#### Exercise requirements
Nothing but the lines from the one containing "filename src/fanout.rs" through the one containing "impl std::fmt::Display for", both included, should be given again, each exactly as written below.

------------------------------------------------------------

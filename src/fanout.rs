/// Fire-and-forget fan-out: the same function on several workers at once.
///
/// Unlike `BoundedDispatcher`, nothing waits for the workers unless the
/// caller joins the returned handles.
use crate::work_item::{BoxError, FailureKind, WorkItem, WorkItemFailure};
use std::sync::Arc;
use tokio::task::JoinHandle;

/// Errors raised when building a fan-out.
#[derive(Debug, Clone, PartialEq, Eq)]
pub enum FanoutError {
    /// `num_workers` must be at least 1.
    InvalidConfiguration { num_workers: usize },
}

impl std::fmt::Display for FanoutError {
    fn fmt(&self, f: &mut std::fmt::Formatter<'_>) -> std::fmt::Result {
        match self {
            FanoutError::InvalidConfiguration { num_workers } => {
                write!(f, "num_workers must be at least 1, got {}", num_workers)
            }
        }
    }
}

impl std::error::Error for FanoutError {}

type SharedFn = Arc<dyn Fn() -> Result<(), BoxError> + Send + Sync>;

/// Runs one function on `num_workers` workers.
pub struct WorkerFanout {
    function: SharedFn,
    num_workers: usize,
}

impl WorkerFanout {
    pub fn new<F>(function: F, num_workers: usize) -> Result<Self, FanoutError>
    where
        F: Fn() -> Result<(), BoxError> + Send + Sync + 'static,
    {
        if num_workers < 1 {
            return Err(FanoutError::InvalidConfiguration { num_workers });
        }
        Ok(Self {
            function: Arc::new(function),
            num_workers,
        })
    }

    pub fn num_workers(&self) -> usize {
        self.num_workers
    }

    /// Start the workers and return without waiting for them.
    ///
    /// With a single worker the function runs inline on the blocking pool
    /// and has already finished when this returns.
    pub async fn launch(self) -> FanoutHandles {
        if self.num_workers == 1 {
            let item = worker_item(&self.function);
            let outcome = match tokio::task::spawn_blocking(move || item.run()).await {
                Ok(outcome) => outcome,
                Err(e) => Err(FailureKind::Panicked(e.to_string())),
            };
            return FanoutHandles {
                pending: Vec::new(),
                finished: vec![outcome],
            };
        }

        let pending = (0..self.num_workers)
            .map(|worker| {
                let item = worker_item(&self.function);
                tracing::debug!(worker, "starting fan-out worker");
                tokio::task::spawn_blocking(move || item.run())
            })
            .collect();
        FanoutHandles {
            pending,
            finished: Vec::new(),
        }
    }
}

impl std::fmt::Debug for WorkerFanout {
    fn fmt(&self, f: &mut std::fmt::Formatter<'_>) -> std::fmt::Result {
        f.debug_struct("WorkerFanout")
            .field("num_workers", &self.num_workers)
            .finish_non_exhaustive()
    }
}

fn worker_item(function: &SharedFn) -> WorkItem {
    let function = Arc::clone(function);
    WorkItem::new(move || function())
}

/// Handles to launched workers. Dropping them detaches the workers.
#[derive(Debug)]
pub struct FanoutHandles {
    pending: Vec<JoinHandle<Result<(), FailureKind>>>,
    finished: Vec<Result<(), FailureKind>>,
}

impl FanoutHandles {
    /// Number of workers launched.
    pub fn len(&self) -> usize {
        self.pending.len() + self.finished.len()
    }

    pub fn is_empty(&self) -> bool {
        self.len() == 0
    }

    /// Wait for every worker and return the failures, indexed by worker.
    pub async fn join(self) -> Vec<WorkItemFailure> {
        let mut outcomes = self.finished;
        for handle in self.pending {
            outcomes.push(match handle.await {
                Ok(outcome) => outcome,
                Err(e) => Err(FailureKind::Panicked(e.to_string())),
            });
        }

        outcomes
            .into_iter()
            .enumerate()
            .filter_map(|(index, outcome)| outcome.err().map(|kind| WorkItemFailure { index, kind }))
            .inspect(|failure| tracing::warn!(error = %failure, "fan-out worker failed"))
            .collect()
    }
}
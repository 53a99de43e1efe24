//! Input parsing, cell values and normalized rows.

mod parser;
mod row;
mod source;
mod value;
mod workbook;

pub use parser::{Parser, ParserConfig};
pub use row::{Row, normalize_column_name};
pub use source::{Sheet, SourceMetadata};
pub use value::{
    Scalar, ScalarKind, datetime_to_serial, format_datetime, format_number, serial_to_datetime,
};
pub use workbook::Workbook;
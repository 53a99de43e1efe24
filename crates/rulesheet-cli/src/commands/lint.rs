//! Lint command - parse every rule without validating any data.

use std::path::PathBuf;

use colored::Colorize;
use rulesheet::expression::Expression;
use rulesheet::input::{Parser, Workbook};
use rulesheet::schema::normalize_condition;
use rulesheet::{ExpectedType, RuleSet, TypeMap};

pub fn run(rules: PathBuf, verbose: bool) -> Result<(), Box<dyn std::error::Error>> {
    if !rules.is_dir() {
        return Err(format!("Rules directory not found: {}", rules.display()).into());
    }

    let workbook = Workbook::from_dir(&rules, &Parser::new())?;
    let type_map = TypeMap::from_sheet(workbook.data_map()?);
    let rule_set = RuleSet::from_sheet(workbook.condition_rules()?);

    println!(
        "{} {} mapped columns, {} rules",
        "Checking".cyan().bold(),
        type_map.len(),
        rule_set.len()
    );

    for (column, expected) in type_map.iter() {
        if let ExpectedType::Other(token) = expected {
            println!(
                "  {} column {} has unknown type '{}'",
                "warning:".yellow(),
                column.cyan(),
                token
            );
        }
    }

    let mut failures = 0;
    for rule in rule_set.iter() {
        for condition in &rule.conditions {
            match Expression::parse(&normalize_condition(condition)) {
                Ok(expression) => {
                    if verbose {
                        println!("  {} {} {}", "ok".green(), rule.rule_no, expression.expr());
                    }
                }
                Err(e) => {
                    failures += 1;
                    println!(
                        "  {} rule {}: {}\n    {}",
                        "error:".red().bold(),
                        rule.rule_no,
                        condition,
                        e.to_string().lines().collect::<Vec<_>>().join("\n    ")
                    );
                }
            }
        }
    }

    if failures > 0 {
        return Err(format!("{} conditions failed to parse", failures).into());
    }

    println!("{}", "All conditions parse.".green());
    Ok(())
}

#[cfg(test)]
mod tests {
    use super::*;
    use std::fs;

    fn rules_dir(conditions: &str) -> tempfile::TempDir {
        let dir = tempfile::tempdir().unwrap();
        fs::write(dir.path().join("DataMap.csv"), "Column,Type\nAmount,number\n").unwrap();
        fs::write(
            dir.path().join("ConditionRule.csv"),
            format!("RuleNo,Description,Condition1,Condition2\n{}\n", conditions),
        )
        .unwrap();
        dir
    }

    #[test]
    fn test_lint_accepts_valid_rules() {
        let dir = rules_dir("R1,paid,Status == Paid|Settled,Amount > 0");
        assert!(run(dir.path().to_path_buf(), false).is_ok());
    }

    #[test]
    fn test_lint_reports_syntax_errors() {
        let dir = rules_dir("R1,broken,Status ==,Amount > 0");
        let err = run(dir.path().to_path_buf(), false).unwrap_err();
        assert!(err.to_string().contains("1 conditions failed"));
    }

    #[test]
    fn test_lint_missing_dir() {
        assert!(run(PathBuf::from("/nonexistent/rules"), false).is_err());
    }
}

------------------------------------------------------------

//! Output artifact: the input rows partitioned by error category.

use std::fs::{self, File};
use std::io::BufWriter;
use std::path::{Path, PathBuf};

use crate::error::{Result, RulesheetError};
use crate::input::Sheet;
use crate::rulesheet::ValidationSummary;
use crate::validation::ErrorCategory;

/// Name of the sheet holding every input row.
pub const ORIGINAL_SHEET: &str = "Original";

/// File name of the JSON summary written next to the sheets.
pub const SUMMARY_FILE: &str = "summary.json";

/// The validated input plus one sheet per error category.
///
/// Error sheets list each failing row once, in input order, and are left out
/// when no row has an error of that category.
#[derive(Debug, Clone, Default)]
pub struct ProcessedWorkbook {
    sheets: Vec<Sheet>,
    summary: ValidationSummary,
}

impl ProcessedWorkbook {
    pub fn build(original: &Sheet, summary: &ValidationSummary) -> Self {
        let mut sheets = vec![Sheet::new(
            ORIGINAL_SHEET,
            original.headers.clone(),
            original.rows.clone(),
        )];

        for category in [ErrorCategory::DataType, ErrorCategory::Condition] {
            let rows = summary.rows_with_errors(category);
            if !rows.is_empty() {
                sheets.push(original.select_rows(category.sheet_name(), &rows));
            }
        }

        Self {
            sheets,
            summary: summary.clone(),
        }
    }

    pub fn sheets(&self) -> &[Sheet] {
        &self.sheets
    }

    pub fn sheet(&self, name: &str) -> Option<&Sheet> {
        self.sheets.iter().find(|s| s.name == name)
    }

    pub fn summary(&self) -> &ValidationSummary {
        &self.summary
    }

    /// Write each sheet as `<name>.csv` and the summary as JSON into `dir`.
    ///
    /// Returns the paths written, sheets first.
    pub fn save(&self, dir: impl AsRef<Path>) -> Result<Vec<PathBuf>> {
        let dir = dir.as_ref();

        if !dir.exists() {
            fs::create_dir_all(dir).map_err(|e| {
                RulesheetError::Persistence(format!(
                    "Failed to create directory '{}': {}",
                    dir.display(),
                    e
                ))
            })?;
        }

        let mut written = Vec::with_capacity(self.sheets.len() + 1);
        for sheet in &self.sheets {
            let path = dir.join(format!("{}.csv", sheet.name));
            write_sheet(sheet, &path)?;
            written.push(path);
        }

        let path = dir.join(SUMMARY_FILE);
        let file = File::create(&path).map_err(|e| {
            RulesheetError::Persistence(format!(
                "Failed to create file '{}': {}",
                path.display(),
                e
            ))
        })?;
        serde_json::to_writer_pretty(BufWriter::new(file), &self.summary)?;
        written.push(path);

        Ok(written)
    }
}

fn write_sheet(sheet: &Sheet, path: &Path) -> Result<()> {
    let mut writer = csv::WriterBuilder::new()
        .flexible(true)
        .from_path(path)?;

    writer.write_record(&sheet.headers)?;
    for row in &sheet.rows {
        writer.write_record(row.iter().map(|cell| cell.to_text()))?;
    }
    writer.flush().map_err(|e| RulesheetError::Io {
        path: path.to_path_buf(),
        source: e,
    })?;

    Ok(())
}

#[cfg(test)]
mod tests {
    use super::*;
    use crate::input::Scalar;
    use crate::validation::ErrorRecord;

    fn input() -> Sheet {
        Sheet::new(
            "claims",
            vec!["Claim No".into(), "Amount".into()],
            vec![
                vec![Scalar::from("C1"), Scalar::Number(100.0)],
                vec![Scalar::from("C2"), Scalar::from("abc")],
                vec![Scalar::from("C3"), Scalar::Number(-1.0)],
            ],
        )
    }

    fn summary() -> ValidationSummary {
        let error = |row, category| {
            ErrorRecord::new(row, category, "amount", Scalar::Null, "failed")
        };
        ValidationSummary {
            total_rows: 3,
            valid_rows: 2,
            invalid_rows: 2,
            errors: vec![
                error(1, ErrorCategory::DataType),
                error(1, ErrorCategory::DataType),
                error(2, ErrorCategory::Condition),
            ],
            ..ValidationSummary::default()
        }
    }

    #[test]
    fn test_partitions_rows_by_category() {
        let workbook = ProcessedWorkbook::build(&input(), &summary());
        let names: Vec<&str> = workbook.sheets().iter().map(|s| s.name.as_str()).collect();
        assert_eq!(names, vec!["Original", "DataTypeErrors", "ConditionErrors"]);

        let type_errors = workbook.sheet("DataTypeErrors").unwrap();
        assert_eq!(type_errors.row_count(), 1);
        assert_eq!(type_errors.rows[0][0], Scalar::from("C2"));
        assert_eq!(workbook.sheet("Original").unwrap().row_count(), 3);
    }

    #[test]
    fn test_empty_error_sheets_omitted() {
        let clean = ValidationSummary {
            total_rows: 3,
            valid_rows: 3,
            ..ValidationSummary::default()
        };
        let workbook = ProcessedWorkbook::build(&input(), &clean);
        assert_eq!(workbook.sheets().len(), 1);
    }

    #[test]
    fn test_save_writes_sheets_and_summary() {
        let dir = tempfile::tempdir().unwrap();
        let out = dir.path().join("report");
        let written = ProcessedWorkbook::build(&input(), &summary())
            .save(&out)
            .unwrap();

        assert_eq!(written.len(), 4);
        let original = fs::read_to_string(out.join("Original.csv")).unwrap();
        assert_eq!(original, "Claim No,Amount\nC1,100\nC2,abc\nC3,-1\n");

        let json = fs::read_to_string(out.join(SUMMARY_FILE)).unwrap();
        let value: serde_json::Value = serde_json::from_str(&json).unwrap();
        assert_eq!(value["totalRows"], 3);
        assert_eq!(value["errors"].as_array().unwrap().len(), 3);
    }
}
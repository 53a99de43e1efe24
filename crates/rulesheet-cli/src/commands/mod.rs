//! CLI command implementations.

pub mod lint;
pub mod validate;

------------------------------------------------------------

#### Your solution
filename src/fanout.rs
/// Fire-and-forget fan-out: the same function on several workers at once.
///
/// Unlike `BoundedDispatcher`, nothing waits for the workers unless the
/// caller joins the returned handles.
use crate::work_item::{BoxError, FailureKind, WorkItem, WorkItemFailure};
use std::sync::Arc;
use tokio::task::JoinHandle;

/// Errors raised when building a fan-out.
#[derive(Debug, Clone, PartialEq, Eq)]
pub enum FanoutError {
    /// `num_workers` must be at least 1.
    InvalidConfiguration { num_workers: usize },
}

impl std::fmt::Display for FanoutError {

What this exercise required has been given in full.